What I was thinking (please do not roll this into production as is): Technically you could create a huge repo sync it to all clients, let them back up to that local cache and let it copy back, without deleting not existing stuff back.

Another option is to create the repos with the same parameters and then copy that snapshots to your main repo instead of syncing the repos to the NAS.

But maybe you do not have huge gains due to deduplication, since the stuff saved on your hard disks is disjunct, and then all the effort you invest could be not worth the gains. Therefore I think the current setup may be the best available.

DISCLAIMER: All things I said here shall be tested first before being deployed. And I’m open to corrections.

ElgatoBavaria · August 7, 2023, 2:33pm

First of all, thank you for your constructive ideas

Opt1: The biggest repo has 1.2 TB at the moment. Rolling this repo out to the laptop of my mum makes no sense to me.

Opt2: Interesting idea to make it work on snapshot layer. I just have another idea based on yours:

NewIdea:

Everytime a new backup is created on remote devices ( not in NAS network ) a new repository is created
After backup there is a repo with only one snapshot locally
Sync this repo to the NAS via Syncthing
Merge this repo with the “main” repository of the NAS
Delete repo (with only one snapshot) locally and on NAS

→ Advantages of this option would be:

Fast backup locally
Deduplication on NAS
Less HDD usage on NAS / Locally
@MelcomX What do you think about this option ?

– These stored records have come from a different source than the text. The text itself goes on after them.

//! CLI entrypoint for hybridctl
//!
//! This is the main binary that wires together all layers using
//! dependency injection.

use anyhow::{Context, Result, anyhow, bail};
use clap::Parser;
use hybridctl_application::{
    CapabilityProbe, ConfirmPolicy, ConfirmationPort, ControlPorts, FixedCapabilityProbe,
    HybridModeControl, HybridModeControlFactory, HybridModeFeature,
};
use hybridctl_domain::{
    ControlKind, HybridModeState, TransitionOutcome, TransitionRequest, has_errors,
};
use hybridctl_infrastructure::{
    CommandRestart, ConfigLoader, FileConfig, JsonlTransitionLogger, SysfsCapabilityProbe,
    SysfsHybridModeFeature,
};
use hybridctl_presentation::{
    Cli, ConsolePresenter, InteractiveConfirmation, OutputConfig, ProbeProgress, StatusReport,
    TransitionReport,
};
use std::fs::OpenOptions;
use std::path::Path;
use std::process::ExitCode;
use std::sync::Arc;
use tracing::{error, info, warn};
use tracing_appender::non_blocking::WorkerGuard;
use tracing_subscriber::EnvFilter;
use tracing_subscriber::prelude::*;

#[tokio::main]
async fn main() -> Result<ExitCode> {
    let cli = Cli::parse();

    // Held until exit so buffered file logs are flushed
    let _log_guard = init_logging(cli.verbose, cli.log_file.as_deref())?;

    if cli.show_config {
        ConfigLoader::print_config_sources();
        return Ok(ExitCode::SUCCESS);
    }

    let config = if cli.no_config {
        ConfigLoader::load_defaults()
    } else {
        ConfigLoader::load(cli.config.as_ref())
            .map_err(|e| anyhow!("Failed to load configuration: {}", e))?
    };

    let issues = config.validate();
    for issue in &issues {
        if issue.is_error() {
            error!("{}", issue.message);
        } else {
            warn!("{}", issue.message);
        }
    }
    if has_errors(&issues) {
        bail!("Configuration has errors; fix them or run with --no-config");
    }

    let output = OutputConfig::resolve(
        cli.output,
        cli.quiet,
        config.output.format,
        config.output.color,
    );
    if !output.color {
        colored::control::set_override(false);
    }

    info!("Starting hybridctl");

    // === Dependency Injection ===
    let feature: Arc<dyn HybridModeFeature> =
        Arc::new(SysfsHybridModeFeature::from_config(&config.device));
    let ports = build_ports(&cli, &config, &output, feature.clone())?;
    let factory = HybridModeControlFactory::new(build_probe(&cli, &config));

    let progress = ProbeProgress::new(output.show_progress);
    progress.start();
    let control = match factory.create(ports).await {
        Ok(control) => {
            progress.finish(control.kind());
            control
        }
        Err(e) => {
            progress.fail();
            return Err(e).context("Could not select a hybrid mode control");
        }
    };

    match cli.state {
        None => show_status(&control, &output).await,
        Some(requested) => change_state(&control, feature.as_ref(), requested, &output).await,
    }
}

/// Stderr logging by verbosity, plus an optional plain-text log file.
fn init_logging(verbose: u8, log_file: Option<&Path>) -> Result<Option<WorkerGuard>> {
    let filter = match verbose {
        0 => EnvFilter::new("warn"),
        1 => EnvFilter::new("info"),
        2 => EnvFilter::new("debug"),
        _ => EnvFilter::new("trace"), // -vvv or more
    };

    let (file_layer, guard) = match log_file {
        Some(path) => {
            let file = OpenOptions::new()
                .create(true)
                .append(true)
                .open(path)
                .with_context(|| format!("Failed to open log file {}", path.display()))?;
            let (writer, guard) = tracing_appender::non_blocking(file);
            let layer = tracing_subscriber::fmt::layer()
                .with_ansi(false)
                .with_target(false)
                .with_writer(writer);
            (Some(layer), Some(guard))
        }
        None => (None, None),
    };

    tracing_subscriber::registry()
        .with(filter)
        .with(
            tracing_subscriber::fmt::layer()
                .with_target(false)
                .with_writer(std::io::stderr),
        )
        .with(file_layer)
        .init();

    Ok(guard)
}

/// `--capability` wins over `[device] capability`; `auto` means probe.
fn build_probe(cli: &Cli, config: &FileConfig) -> Arc<dyn CapabilityProbe> {
    let forced = match cli.capability {
        Some(arg) => arg.control_kind(),
        None => config.device.parse_capability().0,
    };
    match forced {
        Some(kind) => {
            info!("Capability forced to {}", kind);
            Arc::new(FixedCapabilityProbe::new(kind.capability()))
        }
        None => Arc::new(SysfsCapabilityProbe::from_config(&config.device)),
    }
}

fn build_ports(
    cli: &Cli,
    config: &FileConfig,
    output: &OutputConfig,
    feature: Arc<dyn HybridModeFeature>,
) -> Result<ControlPorts> {
    let policy = if cli.yes {
        ConfirmPolicy::Always
    } else if cli.no_restart {
        ConfirmPolicy::Never
    } else {
        config.restart.parse_confirm().0
    };
    let confirmation: Arc<dyn ConfirmationPort> = policy
        .fixed_port()
        .unwrap_or_else(|| Arc::new(InteractiveConfirmation::new()));

    let restart = CommandRestart::from_config(&config.restart)
        .context("restart.command must name a program")?;
    info!("Restart command: {}", restart.command_line());

    let mut ports = ControlPorts::new(
        feature,
        confirmation,
        Arc::new(restart),
        Arc::new(ConsolePresenter::new(output.format)),
    );

    if let Some(path) = config.logging.transition_log_path() {
        match JsonlTransitionLogger::new(&path) {
            Ok(logger) => {
                info!("Transition journal: {}", logger.path().display());
                ports = ports.with_transition_logger(Arc::new(logger));
            }
            Err(e) => warn!(
                "Transition journal disabled, cannot open {}: {}",
                path.display(),
                e
            ),
        }
    }

    Ok(ports)
}

async fn show_status(control: &HybridModeControl, output: &OutputConfig) -> Result<ExitCode> {
    let state = control
        .refresh()
        .await
        .context("Failed to read the hybrid mode")?;
    let report = StatusReport::new(control.kind(), state);
    println!("{}", output.formatter().format_status(&report));
    Ok(ExitCode::SUCCESS)
}

async fn change_state(
    control: &HybridModeControl,
    feature: &dyn HybridModeFeature,
    requested: HybridModeState,
    output: &OutputConfig,
) -> Result<ExitCode> {
    let old = feature
        .read_state()
        .await
        .context("Failed to read the current hybrid mode")?;

    let outcome = match requested_transition(control.kind(), old, requested) {
        Some(request) => control
            .change(request)
            .await
            .with_context(|| format!("Failed to switch hybrid mode to {}", requested))?,
        None => {
            info!("Hybrid mode is already {}", requested);
            TransitionOutcome::Ignored
        }
    };

    let report = TransitionReport::new(control.kind(), old, requested, outcome);
    println!("{}", output.formatter().format_transition(&report));

    Ok(match outcome {
        TransitionOutcome::Warned(_) => ExitCode::FAILURE,
        _ => ExitCode::SUCCESS,
    })
}

/// The transition to run, or `None` when the machine is already in a state
/// this control offers. Unsupported requests still go through the control so
/// they fail the usual way.
fn requested_transition(
    kind: ControlKind,
    old: HybridModeState,
    requested: HybridModeState,
) -> Option<TransitionRequest> {
    let request = TransitionRequest::new(old, requested);
    if request.is_unchanged() && kind.supports(requested) {
        None
    } else {
        Some(request)
    }
}
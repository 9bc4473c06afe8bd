//! Hybrid mode adapters for the Legion platform driver.
//!
//! The driver exposes two attributes:
//!
//! | Attribute | Values |
//! |-----------|--------|
//! | `gsync` | `1` = dGPU drives the panel (hybrid off), `0` = hybrid |
//! | `igpumode` | `0` = default, `1` = integrated only, `2` = auto |
//!
//! `igpumode` only exists on machines with the multi-state mode.

use super::sysfs::{attr_exists, read_attr, write_attr};
use crate::config::FileDeviceConfig;
use async_trait::async_trait;
use hybridctl_application::{CapabilityProbe, HybridModeFeature, ProbeError};
use hybridctl_domain::{FeatureError, HybridModeState, IgpuModeState, MachineCapability};
use std::path::PathBuf;
use tracing::{debug, warn};

/// Hybrid mode feature backed by the driver's sysfs attributes.
pub struct SysfsHybridModeFeature {
    gsync_path: PathBuf,
    igpu_mode_path: PathBuf,
}

impl SysfsHybridModeFeature {
    pub fn new(gsync_path: impl Into<PathBuf>, igpu_mode_path: impl Into<PathBuf>) -> Self {
        Self {
            gsync_path: gsync_path.into(),
            igpu_mode_path: igpu_mode_path.into(),
        }
    }

    pub fn from_config(config: &FileDeviceConfig) -> Self {
        Self::new(&config.gsync_path, &config.igpu_mode_path)
    }

    async fn read_igpu_mode(&self) -> Result<IgpuModeState, FeatureError> {
        if !attr_exists(&self.igpu_mode_path).await {
            return Ok(IgpuModeState::Default);
        }
        read_attr(&self.igpu_mode_path)
            .await
            .map(IgpuModeState::from_raw)
    }

    /// Write the sub-mode and check the firmware kept it.
    async fn apply_igpu_mode(&self, sub_mode: IgpuModeState) -> Result<(), FeatureError> {
        if let Err(e) = write_attr(&self.igpu_mode_path, sub_mode.raw()).await {
            warn!("igpumode write failed: {}", e);
            return Err(FeatureError::IgpuModeChange { sub_mode });
        }
        match self.read_igpu_mode().await {
            Ok(applied) if applied == sub_mode => Ok(()),
            Ok(applied) => {
                warn!("igpumode is {} after requesting {}", applied, sub_mode);
                Err(FeatureError::IgpuModeChange { sub_mode })
            }
            Err(e) => {
                warn!("igpumode read-back failed: {}", e);
                Err(FeatureError::IgpuModeChange { sub_mode })
            }
        }
    }
}

#[async_trait]
impl HybridModeFeature for SysfsHybridModeFeature {
    async fn read_state(&self) -> Result<HybridModeState, FeatureError> {
        let dgpu_direct = match read_attr(&self.gsync_path).await? {
            0 => false,
            1 => true,
            other => {
                return Err(FeatureError::InvalidValue(format!(
                    "{}: '{}'",
                    self.gsync_path.display(),
                    other
                )));
            }
        };
        let igpu_mode = if dgpu_direct {
            IgpuModeState::Default
        } else {
            self.read_igpu_mode().await?
        };
        debug!("gsync={} igpumode={}", dgpu_direct as u8, igpu_mode);

        HybridModeState::from_hardware(dgpu_direct, igpu_mode).ok_or_else(|| {
            FeatureError::InvalidValue(format!(
                "{}: '{}'",
                self.igpu_mode_path.display(),
                igpu_mode.raw()
            ))
        })
    }

    async fn write_state(&self, state: HybridModeState) -> Result<(), FeatureError> {
        if !attr_exists(&self.gsync_path).await {
            return Err(FeatureError::Unavailable(format!(
                "{} does not exist",
                self.gsync_path.display()
            )));
        }

        write_attr(&self.gsync_path, state.is_dgpu_direct() as u8).await?;
        debug!("gsync set for {}", state);

        if let Some(sub_mode) = state.igpu_mode()
            && attr_exists(&self.igpu_mode_path).await
        {
            self.apply_igpu_mode(sub_mode).await?;
            debug!("igpumode set to {}", sub_mode);
        }
        Ok(())
    }
}

/// Capability probe that inspects which driver attributes exist.
pub struct SysfsCapabilityProbe {
    gsync_path: PathBuf,
    igpu_mode_path: PathBuf,
}

impl SysfsCapabilityProbe {
    pub fn new(gsync_path: impl Into<PathBuf>, igpu_mode_path: impl Into<PathBuf>) -> Self {
        Self {
            gsync_path: gsync_path.into(),
            igpu_mode_path: igpu_mode_path.into(),
        }
    }

    pub fn from_config(config: &FileDeviceConfig) -> Self {
        Self::new(&config.gsync_path, &config.igpu_mode_path)
    }
}

#[async_trait]
impl CapabilityProbe for SysfsCapabilityProbe {
    async fn probe(&self) -> Result<MachineCapability, ProbeError> {
        if !attr_exists(&self.gsync_path).await {
            return Err(ProbeError::Unsupported(format!(
                "{} not found (is the legion platform driver loaded?)",
                self.gsync_path.display()
            )));
        }
        let capability = MachineCapability {
            supports_multi_state_mode: attr_exists(&self.igpu_mode_path).await,
        };
        debug!("Probed capability: {:?}", capability);
        Ok(capability)
    }
}
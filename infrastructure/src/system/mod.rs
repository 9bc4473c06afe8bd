//! Operating system adapters.

mod restart;

pub use restart::CommandRestart;
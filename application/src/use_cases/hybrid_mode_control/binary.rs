//! Binary control: hybrid mode on or off.
//!
//! Every change flips the panel wiring, so every change asks for a restart.
//! A declined restart leaves the display alone: with two states the value
//! just written is the one already shown.

use super::shared::ControlCore;
use super::{ControlPorts, TransitionError};
use crate::ports::confirmation::ConfirmationRequest;
use hybridctl_domain::{ControlKind, HybridModeState, TransitionOutcome, TransitionRequest};
use tracing::debug;

/// Control for machines with a plain hybrid mode switch.
pub struct BinaryControl {
    core: ControlCore,
}

impl BinaryControl {
    /// State written when the switch is turned on.
    pub const ON_STATE: HybridModeState = HybridModeState::On;
    /// State written when the switch is turned off.
    pub const OFF_STATE: HybridModeState = HybridModeState::Off;

    pub fn new(ports: ControlPorts) -> Self {
        Self {
            core: ControlCore::new(ports, ControlKind::Binary),
        }
    }

    /// Flip the switch to `enabled`.
    pub async fn toggle(&self, enabled: bool) -> Result<TransitionOutcome, TransitionError> {
        let (old, new) = if enabled {
            (Self::OFF_STATE, Self::ON_STATE)
        } else {
            (Self::ON_STATE, Self::OFF_STATE)
        };
        self.change(TransitionRequest::new(old, new)).await
    }

    /// Apply one change: commit, then always ask to restart.
    pub async fn change(
        &self,
        request: TransitionRequest,
    ) -> Result<TransitionOutcome, TransitionError> {
        let Some((old, new)) = request.operands() else {
            debug!("Ignoring hybrid mode change with a missing value: {:?}", request);
            return Ok(TransitionOutcome::Ignored);
        };
        self.core.ensure_supported(new)?;
        self.core.log_requested(old, new);

        self.core.commit(new).await?;

        if self
            .core
            .confirm_restart(&ConfirmationRequest::binary_restart())
            .await?
        {
            self.core.restart().await?;
            Ok(TransitionOutcome::RestartRequested(new))
        } else {
            Ok(TransitionOutcome::RestartDeclined(new))
        }
    }

    pub async fn refresh(&self) -> Result<HybridModeState, TransitionError> {
        self.core.refresh().await
    }

    pub fn kind(&self) -> ControlKind {
        self.core.kind()
    }
}

#[cfg(test)]
mod tests {
    use super::super::test_support::{Call, Harness};
    use super::*;
    use hybridctl_domain::{FeatureError, IgpuModeState};
    use HybridModeState::*;

    fn control(harness: &Harness) -> BinaryControl {
        BinaryControl::new(harness.ports())
    }

    #[tokio::test]
    async fn test_off_to_on_confirmed_scenario() {
        let harness = Harness::new(Off, true);
        let outcome = control(&harness)
            .change(TransitionRequest::new(Off, On))
            .await
            .unwrap();

        assert_eq!(outcome, TransitionOutcome::RestartRequested(On));
        assert_eq!(harness.recorder.confirm_count(), 1);
        assert_eq!(harness.recorder.restart_count(), 1);
        assert_eq!(harness.recorder.show_count(), 0);
        assert_eq!(harness.recorder.calls()[0], Call::Write(On));
        assert_eq!(harness.recorder.calls()[2], Call::Restart);
    }

    #[tokio::test]
    async fn test_every_toggle_prompts_once() {
        for enabled in [true, false] {
            for answer in [true, false] {
                let harness = Harness::new(Off, answer);
                let outcome = control(&harness).toggle(enabled).await.unwrap();

                let expected_state = if enabled { On } else { Off };
                assert_eq!(harness.recorder.confirm_count(), 1);
                assert_eq!(harness.recorder.calls()[0], Call::Write(expected_state));
                if answer {
                    assert_eq!(outcome, TransitionOutcome::RestartRequested(expected_state));
                    assert_eq!(harness.recorder.restart_count(), 1);
                } else {
                    assert_eq!(outcome, TransitionOutcome::RestartDeclined(expected_state));
                    assert_eq!(harness.recorder.restart_count(), 0);
                }
            }
        }
    }

    #[tokio::test]
    async fn test_declined_makes_no_further_call() {
        let harness = Harness::new(On, false);
        control(&harness).toggle(false).await.unwrap();

        let calls = harness.recorder.calls();
        assert_eq!(calls.len(), 2);
        assert_eq!(calls[0], Call::Write(Off));
        assert!(matches!(calls[1], Call::Confirm { .. }));
    }

    #[tokio::test]
    async fn test_prompt_text_is_fixed() {
        let harness = Harness::new(Off, false);
        control(&harness).toggle(true).await.unwrap();

        let expected = ConfirmationRequest::binary_restart();
        assert_eq!(harness.recorder.confirm_messages(), vec![expected.message]);
    }

    #[tokio::test]
    async fn test_missing_operand_is_ignored() {
        let harness = Harness::new(Off, true);
        let outcome = control(&harness)
            .change(TransitionRequest::from_options(Some(Off), None))
            .await
            .unwrap();

        assert_eq!(outcome, TransitionOutcome::Ignored);
        assert!(harness.recorder.calls().is_empty());
    }

    #[tokio::test]
    async fn test_multi_state_values_are_rejected() {
        let harness = Harness::new(Off, true);
        for new in [Auto, FullPowerOnly] {
            let err = control(&harness)
                .change(TransitionRequest::new(Off, new))
                .await
                .unwrap_err();
            assert!(matches!(err, TransitionError::UnsupportedState { .. }));
        }
        assert!(harness.recorder.calls().is_empty());
    }

    #[tokio::test]
    async fn test_write_failure_is_not_classified() {
        let harness = Harness::failing(
            Off,
            FeatureError::IgpuModeChange {
                sub_mode: IgpuModeState::Auto,
            },
        );
        let err = control(&harness).toggle(true).await.unwrap_err();

        assert!(matches!(err, TransitionError::Feature(_)));
        assert_eq!(harness.recorder.warn_count(), 0);
        assert_eq!(harness.recorder.confirm_count(), 0);
    }

    #[tokio::test]
    async fn test_repeated_toggle_records_same_calls() {
        let harness = Harness::new(Off, true);
        let control = control(&harness);

        control.toggle(true).await.unwrap();
        let first = harness.recorder.take();
        control.toggle(true).await.unwrap();
        let second = harness.recorder.take();

        assert_eq!(first, second);
    }

    #[test]
    fn test_fixed_state_mapping() {
        assert_eq!(BinaryControl::ON_STATE, On);
        assert_eq!(BinaryControl::OFF_STATE, Off);
    }
}
//! Interactive restart confirmation for the terminal.
//!
//! When a committed change needs a restart, the user sees:
//!
//! ```text
//! Restart required
//! Hybrid mode was set to Off. Restart your device to finish applying it.
//!
//!   [y] Restart now
//!   [n] Restart later
//!
//! restart> _
//! ```
//!
//! The prompt is written to stderr so stdout stays machine-readable.
//!
//! | Input | Aliases | Answer |
//! |-------|---------|--------|
//! | `y` | `yes`, `now`, `restart` | restart now |
//! | `n` | `no`, `later` | restart later |
//!
//! End of input (Ctrl+D) cancels the prompt.

use async_trait::async_trait;
use colored::Colorize;
use hybridctl_application::{ConfirmationError, ConfirmationPort, ConfirmationRequest};
use std::io::{self, BufRead, Write};

/// Terminal-based [`ConfirmationPort`].
pub struct InteractiveConfirmation;

impl InteractiveConfirmation {
    pub fn new() -> Self {
        Self
    }

    fn display_prompt(request: &ConfirmationRequest, out: &mut impl Write) -> io::Result<()> {
        writeln!(out)?;
        writeln!(out, "{}", request.title.yellow().bold())?;
        writeln!(out, "{}", request.message)?;
        writeln!(out)?;
        writeln!(out, "  {} {}", "[y]".green(), request.affirmative)?;
        writeln!(out, "  {} {}", "[n]".red(), request.negative)?;
        writeln!(out)
    }

    /// Ask until the answer is understood.
    pub(crate) fn ask(
        request: &ConfirmationRequest,
        input: &mut impl BufRead,
        out: &mut impl Write,
    ) -> Result<bool, ConfirmationError> {
        Self::display_prompt(request, out)
            .map_err(|e| ConfirmationError::IoError(format!("Failed to write prompt: {}", e)))?;

        loop {
            write!(out, "{} ", "restart>".magenta().bold())
                .and_then(|_| out.flush())
                .map_err(|e| {
                    ConfirmationError::IoError(format!("Failed to flush prompt: {}", e))
                })?;

            let mut line = String::new();
            let read = input
                .read_line(&mut line)
                .map_err(|e| ConfirmationError::IoError(format!("Failed to read input: {}", e)))?;
            if read == 0 {
                return Err(ConfirmationError::Cancelled);
            }

            match parse_answer(&line) {
                Some(answer) => return Ok(answer),
                None if line.trim().is_empty() => continue,
                None => {
                    let _ = writeln!(
                        out,
                        "{} Unknown answer: {} (use y or n)",
                        "!".yellow(),
                        line.trim().red()
                    );
                }
            }
        }
    }
}

impl Default for InteractiveConfirmation {
    fn default() -> Self {
        Self::new()
    }
}

fn parse_answer(input: &str) -> Option<bool> {
    match input.trim().to_lowercase().as_str() {
        "y" | "yes" | "now" | "restart" => Some(true),
        "n" | "no" | "later" => Some(false),
        _ => None,
    }
}

#[async_trait]
impl ConfirmationPort for InteractiveConfirmation {
    async fn confirm(&self, request: &ConfirmationRequest) -> Result<bool, ConfirmationError> {
        let stdin = io::stdin();
        let mut input = stdin.lock();
        let mut out = io::stderr();
        Self::ask(request, &mut input, &mut out)
    }
}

MelcomX · August 7, 2023, 3:02pm

Interesting, but I see the following problem: Since the speed of restic mostly comes from not needing to read unchanged files since it knows stuff from parent snapshots, deleting and creating a new repo is giving up that speed advantage. This means that backing up is slower than if you have the last snapshot available.

ElgatoBavaria · August 7, 2023, 3:17pm

Ok, thats right. So if i follow this idea i should only remove the oldest snapshot and not the whole repository. Exactly one snapshot must be left ( latest one i ).

shd2h · August 7, 2023, 8:18pm

Perhaps I’m missing something, but could you not just replace the “syncthing” in your setup with a restic copy operation, direct to a single large repository on the NAS?

The above said, as MelcomX already mentioned, I think it’s important to test if the backups from each of your clients will actually deduplicate by a significant amount against one another. Unless you’re backing up a lot of files common to multiple clients, you may find that the amount of deduplication between the clients is not that large, in which case your current setup would be better.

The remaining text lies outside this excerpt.